At the beginning of the month, from 30th June till 5th July, I attended the 9th Molecular Quantum Mechanics Conference in my old home Heidelberg. This occasion was a great opportunity to catch up with friends and colleges both in science and from my old circle in Heidelberg as well.
At the conference I presented a poster entitled Modern interdisciplinary software development in electronic-structure theory. which was highly related to my former talk in Lille a couple of weeks ago. In the poster I wanted to to motivate the use of modern languages and software development techniques and demonstrate its opportunities for enabling different communities (like mathematicians and chemists) to work jointly on the same codes. As examples I discuss three projects of my own.
Out of these, the molsturm code for basis-function-independent method development I have described in detail in our paper last year. Some words about our mathematically-driven approach in the development of the density-functional toolkit (DFTK) I already gave in my previous article. In this article I will thus focus on the third code presented on the poster, namely adcc, short for ADC connect.
The adcc project is a project I started a few years ago during my time at the Dreuw group in Heidelberg. I continue to work on it as a side project during my time at the CERMICS, jointly with some of my old group members. Our main aim is to provide one independent building block for excited states computations using the algebraic-diagrammatic construction (ADC). This means that adcc does not implement any self-consistent field algorithm itself, much rather it runs on top of any Hartree-Fock code. In practice as of now four SCF codes have been connected to adcc via our Python interface, including pyscf, Psi4 and molsturm. But Python is not only used as a glue language between SCF and ADC, much rather it allows to orchestrate the full computational procedure. See the attached poster or the introductory chapter of the adcc documentation for some examples.
A third aspect where Python plays a crucial role in adcc
are the iterative solver algorithms.
For example the Davidson procedure we use for solving the ADC
equations is implemented purely in high-level Python code.

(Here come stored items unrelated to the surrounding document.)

use chrono::NaiveDate;
use serde::{Deserialize, Serialize};

#[derive(Debug, Clone, PartialEq, Eq, Hash, Serialize, Deserialize)]
pub struct Subject {
    pub id: i64,
    pub name: String,
}

impl Subject {
    pub fn new(id: i64, name: impl Into<String>) -> Self {
        Self {
            id,
            name: name.into(),
        }
    }
}

/// A named phase of an olympiad. The date range is not validated; an end
/// date before the start date is kept as-is.
#[derive(Debug, Clone, PartialEq, Eq, Serialize, Deserialize)]
pub struct Stage {
    pub name: String,
    pub start_date: Option<NaiveDate>,
    pub end_date: Option<NaiveDate>,
}

#[derive(Debug, Clone, PartialEq, Eq, Serialize, Deserialize)]
pub struct Olympiad {
    pub id: i64,
    pub name: String,
    pub subjects: Vec<Subject>,
    pub min_grade: Option<u32>,
    pub max_grade: Option<u32>,
    pub stages: Vec<Stage>,
    pub link: Option<String>,
    pub description: Option<String>,
    pub keywords: Option<String>,
}

impl Olympiad {
    /// An absent bound is open on that side.
    pub fn accepts_grade(&self, grade: u32) -> bool {
        self.min_grade.map_or(true, |min| min <= grade)
            && self.max_grade.map_or(true, |max| grade <= max)
    }

    pub fn has_subject(&self, subject_id: i64) -> bool {
        self.subjects.iter().any(|s| s.id == subject_id)
    }

    pub fn grade_range_label(&self) -> String {
        match (self.min_grade, self.max_grade) {
            (Some(min), Some(max)) if min == max => format!("grade {}", min),
            (Some(min), Some(max)) => format!("{}-{}", min, max),
            (Some(min), None) => format!("{}+", min),
            (None, Some(max)) => format!("up to {}", max),
            (None, None) => "all grades".to_string(),
        }
    }
}

#[derive(Debug, Clone, Copy, PartialEq, Eq, Serialize, Deserialize)]
pub struct PaginationMetadata {
    pub total_items: usize,
    pub total_pages: usize,
    pub current_page: usize,
    pub page_size: usize,
}

impl PaginationMetadata {
    /// Derives `total_pages` as `ceil(total_items / page_size)`; a zero page
    /// size yields zero pages.
    pub fn new(total_items: usize, current_page: usize, page_size: usize) -> Self {
        let total_pages = if page_size == 0 {
            0
        } else {
            total_items.div_ceil(page_size)
        };

        Self {
            total_items,
            total_pages,
            current_page,
            page_size,
        }
    }

    pub fn has_next_page(&self) -> bool {
        self.current_page < self.total_pages
    }

    pub fn has_previous_page(&self) -> bool {
        self.current_page > 1
    }
}

#[derive(Debug, Clone, PartialEq, Serialize, Deserialize)]
pub struct PaginatedResponse<T> {
    pub items: Vec<T>,
    pub meta: PaginationMetadata,
}

impl<T> PaginatedResponse<T> {
    pub fn map<U, F: FnMut(T) -> U>(self, f: F) -> PaginatedResponse<U> {
        PaginatedResponse {
            items: self.items.into_iter().map(f).collect(),
            meta: self.meta,
        }
    }

    pub fn is_empty(&self) -> bool {
        self.items.is_empty()
    }
}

This allows to rapidly investigate new numerical schemes
and approaches in the context of ADC.
We are, however, not loosing too much performance by this choice,
because the time-consuming tensor contractions we require
are still done in a C++
core library and only called from Python.
Inside our core library we in turn use the
libtensor code for
tensor computations.
Overall adcc therefore shows a comparable performance
to the adcman code,
a pure C++
implementation of ADC also developed in Heidelberg
on top of libtensor.
Currently adcc is not yet publicly available, but we are in the stage of finalising adcc for a first public release within the Gator framework. A first standalone release of the code is planned within the upcoming months as well. The adcc documentation, however, is already available and gives an idea of adcc in practice.
As usual I attach my poster as a pdf below.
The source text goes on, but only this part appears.